I moved around to face him and had to smile at the guilty look on his face.
“Nonsense, of course,” he said with a slight harrumph. “But it passes the time.”
“How are you feeling?” I took one of the wing chairs that flanked the empty fireplace.
“I’m eighty-damn years old, and I’ve been stuck in a wheelchair since God was a teenager. How do you think I feel?”
“That must be where I learned it.”
“Learned what?”
“To answer a question with another question,” I said, smiling. “It drives Red crazy.”
“You and Redmond doing all right now?”
I had no idea where the calm that descended over me had come from, but I silently blessed it. “We’re fine. I found your obituary the night you sent me to get your medical power of attorney. It wasn’t sealed. Did you mean for me to read it?”
Only his years in the courtroom, both in front of and behind the bench, allowed him to conceal the turmoil my question was causing him. Only a child who had worshipped her father, who had studied every nuance of facial expression and gesture, would have recognized his disquiet. I waited a long time for him to speak.

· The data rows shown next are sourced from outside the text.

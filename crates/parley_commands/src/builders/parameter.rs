//! Parameter builder.

use crate::ParameterInfo;
use parley_error::{CommandError, CommandErrorKind, CommandResult};
use tracing::warn;

/// Configures one positional command parameter.
#[derive(Debug, Clone, Default)]
pub struct ParameterBuilder {
    name: String,
    summary: Option<String>,
    default_value: Option<String>,
    is_optional: bool,
    is_remainder: bool,
    is_multiple: bool,
}

impl ParameterBuilder {
    pub(crate) fn new(name: impl Into<String>) -> Self {
        Self {
            name: name.into(),
            ..Self::default()
        }
    }

    /// Sets the parameter name.
    pub fn set_name(&mut self, name: impl Into<String>) -> &mut Self {
        self.name = name.into();
        self
    }

    /// Sets the help summary.
    pub fn set_summary(&mut self, summary: impl Into<String>) -> &mut Self {
        self.summary = Some(summary.into());
        self
    }

    /// Makes the parameter optional, falling back to `default_value` when absent.
    pub fn set_default(&mut self, default_value: impl Into<String>) -> &mut Self {
        self.is_optional = true;
        self.default_value = Some(default_value.into());
        self
    }

    /// Marks the parameter optional without a default.
    pub fn set_optional(&mut self, is_optional: bool) -> &mut Self {
        self.is_optional = is_optional;
        self
    }

    /// Consumes the rest of the input as a single value.
    pub fn set_remainder(&mut self, is_remainder: bool) -> &mut Self {
        self.is_remainder = is_remainder;
        self
    }

    /// Accepts any number of values.
    pub fn set_multiple(&mut self, is_multiple: bool) -> &mut Self {
        self.is_multiple = is_multiple;
        self
    }

    /// Current name.
    pub fn name(&self) -> &str {
        &self.name
    }

    /// Whether the parameter swallows the remaining input.
    pub fn is_remainder(&self) -> bool {
        self.is_remainder
    }

    /// Whether the parameter takes any number of values.
    pub fn is_multiple(&self) -> bool {
        self.is_multiple
    }

    pub(crate) fn build(&self, command: &str) -> CommandResult<ParameterInfo> {
        if self.name.is_empty() {
            warn!(command, "Parameter has no name");
            return Err(CommandError::new(CommandErrorKind::MissingParameterName(
                command.to_string(),
            )));
        }

        Ok(ParameterInfo::new(
            self.name.clone(),
            self.summary.clone(),
            self.default_value.clone(),
            self.is_optional,
            self.is_remainder,
            self.is_multiple,
        ))
    }
}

“I . . . I thought you might. It’s been in there for years.”
“Didn’t you worry that I might stumble on it accidentally? Or that Lavinia would?”
“I considered the possibility.” The lawyer was back. I could tell not only by the precision of his answer but by the lifting of his strong chin as well.
“And?”
“It was a calculated risk.”
“But you always intended me to know at some point, right?” I could feel the anger creeping into my voice. “Even if it wasn’t until after you were dead? When I couldn’t ask questions, and you wouldn’t be forced to come up with answers?”
I watched my blows land, and the once massive shoulders slumped. He didn’t speak. I drew in a deep breath and forced myself to relax.
“So,” I said, “I have a sister.”
“Half sister,” my father said, his eyes fastened on the bay window and the small whitecaps the wind was kicking up on the Sound. “Technically.”
At least he hadn’t denied it. I tried to catch his gaze, but he stubbornly refused to look at me.
“And what? That’s it? For God’s sake, Daddy, who is she? Where is she?”
“I don’t know. Not for certain.” He finally focused his clear gray eyes on my face. “In fact, I’d be much obliged if you could find her.”